[Data entries]
━━━

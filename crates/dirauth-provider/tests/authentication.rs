//! End-to-end authentication decision tests.
//!
//! Drives the provider through every failure-normalization and
//! strategy-selection path with counting collaborator doubles.

use std::sync::atomic::{AtomicUsize, Ordering};
use std::sync::Arc;

use async_trait::async_trait;
use dirauth_directory::{BindRequest, DirectoryManager, DirectoryResult};
use dirauth_model::{roles, DirectoryUser};
use dirauth_provider::{
    AuthenticationError, CredentialToken, HookBroadcaster, HookError, HookResult,
    LdapAuthenticationProvider, PreBindEvent, ProviderConfig,
};
use dirauth_storage::InMemoryUserRepository;
use serde_json::json;

/// Directory double: accepts or rejects every bind, counts calls per
/// variant.
#[derive(Default)]
struct CountingDirectory {
    accept: bool,
    binds: AtomicUsize,
    direct_binds: AtomicUsize,
}

impl CountingDirectory {
    fn accepting() -> Arc<Self> {
        Arc::new(Self {
            accept: true,
            ..Self::default()
        })
    }

    fn rejecting() -> Arc<Self> {
        Arc::new(Self::default())
    }

    fn total_calls(&self) -> usize {
        self.binds.load(Ordering::SeqCst) + self.direct_binds.load(Ordering::SeqCst)
    }
}

#[async_trait]
impl DirectoryManager for CountingDirectory {
    async fn bind(&self, _request: &BindRequest) -> DirectoryResult<bool> {
        self.binds.fetch_add(1, Ordering::SeqCst);
        Ok(self.accept)
    }

    async fn bind_direct(&self, _request: &BindRequest) -> DirectoryResult<bool> {
        self.direct_binds.fetch_add(1, Ordering::SeqCst);
        Ok(self.accept)
    }
}

/// Broadcaster double: optionally vetoes, counts publications.
#[derive(Default)]
struct RecordingBroadcaster {
    veto_reason: Option<String>,
    published: AtomicUsize,
}

impl RecordingBroadcaster {
    fn passing() -> Arc<Self> {
        Arc::new(Self::default())
    }

    fn vetoing(reason: &str) -> Arc<Self> {
        Arc::new(Self {
            veto_reason: Some(reason.to_string()),
            published: AtomicUsize::new(0),
        })
    }
}

#[async_trait]
impl HookBroadcaster for RecordingBroadcaster {
    async fn publish(&self, _event: &PreBindEvent) -> HookResult<()> {
        self.published.fetch_add(1, Ordering::SeqCst);
        match &self.veto_reason {
            Some(reason) => Err(HookError::new(reason.clone())),
            None => Ok(()),
        }
    }
}

fn repo_with_alice() -> Arc<InMemoryUserRepository> {
    let repo = InMemoryUserRepository::new();
    repo.insert(
        DirectoryUser::new("alice")
            .with_dn("uid=alice,ou=users,dc=example,dc=com")
            .with_role(roles::ROLE_USER),
    );
    Arc::new(repo)
}

fn config(hide: bool, bind_first: bool) -> ProviderConfig {
    ProviderConfig::builder("main")
        .hide_not_found_errors(hide)
        .bind_username_before(bind_first)
        .build()
        .expect("valid config")
}

#[tokio::test]
async fn mismatched_provider_key_is_rejected_as_unsupported() {
    let provider = LdapAuthenticationProvider::new(
        repo_with_alice(),
        CountingDirectory::accepting(),
        config(true, false),
    );

    let token = CredentialToken::password("alice", "correct", "other");
    assert!(!provider.supports(&token));

    let err = provider.authenticate(&token).await.unwrap_err();
    assert!(matches!(err, AuthenticationError::UnsupportedToken));
}

#[tokio::test]
async fn successful_bind_yields_roles_and_verbatim_attributes() {
    let provider = LdapAuthenticationProvider::new(
        repo_with_alice(),
        CountingDirectory::accepting(),
        config(true, false),
    );

    let credential = CredentialToken::password("alice", "correct", "main")
        .with_attribute("client_ip", json!("10.0.0.7"))
        .with_attribute("request_id", json!(42));

    let token = provider.authenticate(&credential).await.unwrap();

    assert!(token.is_authenticated());
    assert_eq!(token.provider_key(), "main");
    assert_eq!(token.roles(), [roles::ROLE_USER.to_string()]);
    assert_eq!(token.attributes(), credential.attributes());
    assert!(token.secret().is_empty());
}

#[tokio::test]
async fn hiding_makes_unknown_user_and_wrong_password_identical() {
    let repo = repo_with_alice();

    let unknown_user_err = LdapAuthenticationProvider::new(
        repo.clone(),
        CountingDirectory::accepting(),
        config(true, false),
    )
    .authenticate(&CredentialToken::password("ghost", "whatever", "main"))
    .await
    .unwrap_err();

    let wrong_password_err = LdapAuthenticationProvider::new(
        repo,
        CountingDirectory::rejecting(),
        config(true, false),
    )
    .authenticate(&CredentialToken::password("alice", "wrong", "main"))
    .await
    .unwrap_err();

    assert!(unknown_user_err.is_bad_credentials());
    assert!(wrong_password_err.is_bad_credentials());
    assert_eq!(unknown_user_err.to_string(), wrong_password_err.to_string());
}

#[tokio::test]
async fn without_hiding_the_failure_causes_differ() {
    let repo = repo_with_alice();

    let unknown_user_err = LdapAuthenticationProvider::new(
        repo.clone(),
        CountingDirectory::accepting(),
        config(false, false),
    )
    .authenticate(&CredentialToken::password("ghost", "whatever", "main"))
    .await
    .unwrap_err();

    let wrong_password_err = LdapAuthenticationProvider::new(
        repo,
        CountingDirectory::rejecting(),
        config(false, false),
    )
    .authenticate(&CredentialToken::password("alice", "wrong", "main"))
    .await
    .unwrap_err();

    assert!(matches!(
        unknown_user_err,
        AuthenticationError::UserNotFound(ref name) if name == "ghost"
    ));
    assert!(matches!(
        wrong_password_err,
        AuthenticationError::AuthenticationFailed
    ));
}

#[tokio::test]
async fn resolve_first_uses_only_the_standard_bind() {
    let directory = CountingDirectory::accepting();
    let provider = LdapAuthenticationProvider::new(
        repo_with_alice(),
        directory.clone(),
        config(true, false),
    );

    provider
        .authenticate(&CredentialToken::password("alice", "correct", "main"))
        .await
        .unwrap();

    assert_eq!(directory.binds.load(Ordering::SeqCst), 1);
    assert_eq!(directory.direct_binds.load(Ordering::SeqCst), 0);
}

#[tokio::test]
async fn bind_first_uses_only_the_direct_bind() {
    let directory = CountingDirectory::accepting();
    let provider = LdapAuthenticationProvider::new(
        repo_with_alice(),
        directory.clone(),
        config(true, true),
    );

    provider
        .authenticate(&CredentialToken::password("alice", "correct", "main"))
        .await
        .unwrap();

    assert_eq!(directory.binds.load(Ordering::SeqCst), 0);
    assert_eq!(directory.direct_binds.load(Ordering::SeqCst), 1);
}

#[tokio::test]
async fn bind_first_reloads_the_full_identity_after_binding() {
    let provider = LdapAuthenticationProvider::new(
        repo_with_alice(),
        CountingDirectory::accepting(),
        config(true, true),
    );

    let token = provider
        .authenticate(&CredentialToken::password("alice", "correct", "main"))
        .await
        .unwrap();

    // The placeholder had no roles; the reloaded identity does.
    assert_eq!(token.roles(), [roles::ROLE_USER.to_string()]);
    assert!(token.user().dn.is_some());
}

#[tokio::test]
async fn bind_first_reload_miss_follows_the_hide_policy() {
    let empty_repo = Arc::new(InMemoryUserRepository::new());

    let hidden_err = LdapAuthenticationProvider::new(
        empty_repo.clone(),
        CountingDirectory::accepting(),
        config(true, true),
    )
    .authenticate(&CredentialToken::password("alice", "correct", "main"))
    .await
    .unwrap_err();
    assert!(hidden_err.is_bad_credentials());

    let surfaced_err = LdapAuthenticationProvider::new(
        empty_repo,
        CountingDirectory::accepting(),
        config(false, true),
    )
    .authenticate(&CredentialToken::password("alice", "correct", "main"))
    .await
    .unwrap_err();
    assert!(matches!(
        surfaced_err,
        AuthenticationError::UserNotFound(ref name) if name == "alice"
    ));
}

#[tokio::test]
async fn hook_veto_short_circuits_before_any_bind() {
    let directory = CountingDirectory::accepting();
    let broadcaster = RecordingBroadcaster::vetoing("account disabled");
    let provider = LdapAuthenticationProvider::new(
        repo_with_alice(),
        directory.clone(),
        config(true, false),
    )
    .with_broadcaster(broadcaster.clone());

    let err = provider
        .authenticate(&CredentialToken::password("alice", "correct", "main"))
        .await
        .unwrap_err();

    assert!(err.is_bad_credentials());
    assert_eq!(broadcaster.published.load(Ordering::SeqCst), 1);
    assert_eq!(directory.total_calls(), 0);
}

#[tokio::test]
async fn hook_veto_surfaces_its_reason_without_hiding() {
    let provider = LdapAuthenticationProvider::new(
        repo_with_alice(),
        CountingDirectory::accepting(),
        config(false, false),
    )
    .with_broadcaster(RecordingBroadcaster::vetoing("account disabled"));

    let err = provider
        .authenticate(&CredentialToken::password("alice", "correct", "main"))
        .await
        .unwrap_err();

    assert!(matches!(
        err,
        AuthenticationError::Vetoed(ref reason) if reason == "account disabled"
    ));
}

#[tokio::test]
async fn passing_hook_still_reaches_the_bind() {
    let directory = CountingDirectory::accepting();
    let broadcaster = RecordingBroadcaster::passing();
    let provider = LdapAuthenticationProvider::new(
        repo_with_alice(),
        directory.clone(),
        config(true, false),
    )
    .with_broadcaster(broadcaster.clone());

    provider
        .authenticate(&CredentialToken::password("alice", "correct", "main"))
        .await
        .unwrap();

    assert_eq!(broadcaster.published.load(Ordering::SeqCst), 1);
    assert_eq!(directory.total_calls(), 1);
}

#[tokio::test]
async fn missing_broadcaster_does_not_alter_the_outcome() {
    let directory = CountingDirectory::accepting();
    let provider = LdapAuthenticationProvider::new(
        repo_with_alice(),
        directory.clone(),
        config(true, false),
    );

    let token = provider
        .authenticate(&CredentialToken::password("alice", "correct", "main"))
        .await
        .unwrap();

    assert!(token.is_authenticated());
    assert_eq!(directory.total_calls(), 1);
}

#[tokio::test]
async fn every_call_rebinds_against_the_directory() {
    let directory = CountingDirectory::accepting();
    let provider = LdapAuthenticationProvider::new(
        repo_with_alice(),
        directory.clone(),
        config(true, false),
    );

    let credential = CredentialToken::password("alice", "correct", "main");
    let first = provider.authenticate(&credential).await.unwrap();
    let second = provider.authenticate(&credential).await.unwrap();

    assert!(first.is_authenticated());
    assert!(second.is_authenticated());
    assert_eq!(directory.binds.load(Ordering::SeqCst), 2);
}

#[tokio::test]
async fn pre_authenticated_credentials_are_accepted() {
    let provider = LdapAuthenticationProvider::new(
        repo_with_alice(),
        CountingDirectory::accepting(),
        config(true, false),
    );

    let token = provider
        .authenticate(&CredentialToken::pre_authenticated("alice", "correct", "main"))
        .await
        .unwrap();

    assert!(token.is_authenticated());
}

━━━

• **Work instruction**
Quote exactly the first line of the entries and every line after it, stopping with the line that contains "use async_trait::async_trait;".

• **Expected output**
filename crates/dirauth-provider/tests/authentication.rs
//! End-to-end authentication decision tests.
//!
//! Drives the provider through every failure-normalization and
//! strategy-selection path with counting collaborator doubles.

use std::sync::atomic::{AtomicUsize, Ordering};
use std::sync::Arc;

use async_trait::async_trait;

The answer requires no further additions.